▶ [Problem]: Your reply should hold exactly the lines from the one that contains "pub use registry::RuleRegistry;" through the end of the data. Repeat them word for word.
··· Information given ···
//! Rule registration and contextual resolution.
//!
//! # Key Components
//!
//! - [`RuleOptions`] / [`Condition`] - what every registration carries
//! - [`RuleSet`] - ordered rules for one context
//! - [`ContextualRuleSet`] - a type's rules by context, with inheritance and
//!   the scoped default-context override
//! - [`RuleRegistry`] - one rule set per host type, keyed by type identity
//!
//! # Examples
//!
//! ```
//! use std::collections::BTreeMap;
//! use validation_rail::rules::{ContextualRuleSet, RuleOptions};
//! use validation_rail::{Context, NumericBounds, Value};
//!
//! let mut rules = ContextualRuleSet::new();
//! rules
//!     .validates_numericalness_of(
//!         "quantity",
//!         NumericBounds::new().greater_than(0),
//!         RuleOptions::new().context("create"),
//!     )
//!     .unwrap();
//!
//! let mut order = BTreeMap::new();
//! order.insert("quantity".to_string(), Value::from(0));
//!
//! assert!(rules.validate(&order, &Context::DEFAULT).is_empty());
//! let during_create = rules.with_default_context("create", || rules.validate(&order, &Context::DEFAULT));
//! assert_eq!(during_create.len(), 1);
//! ```
pub mod contextual;
#[cfg(feature = "std")]
pub mod default_context;
pub mod options;
pub mod registry;
pub mod rule_set;

pub use contextual::ContextualRuleSet;
#[cfg(feature = "std")]
pub use default_context::DefaultContextGuard;
pub use options::{Condition, RuleOptions};
pub use registry::RuleRegistry;
pub use rule_set::{Rule, RuleId, RuleSet};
···
▶ [Answer for the task]:
pub use registry::RuleRegistry;
pub use rule_set::{Rule, RuleId, RuleSet};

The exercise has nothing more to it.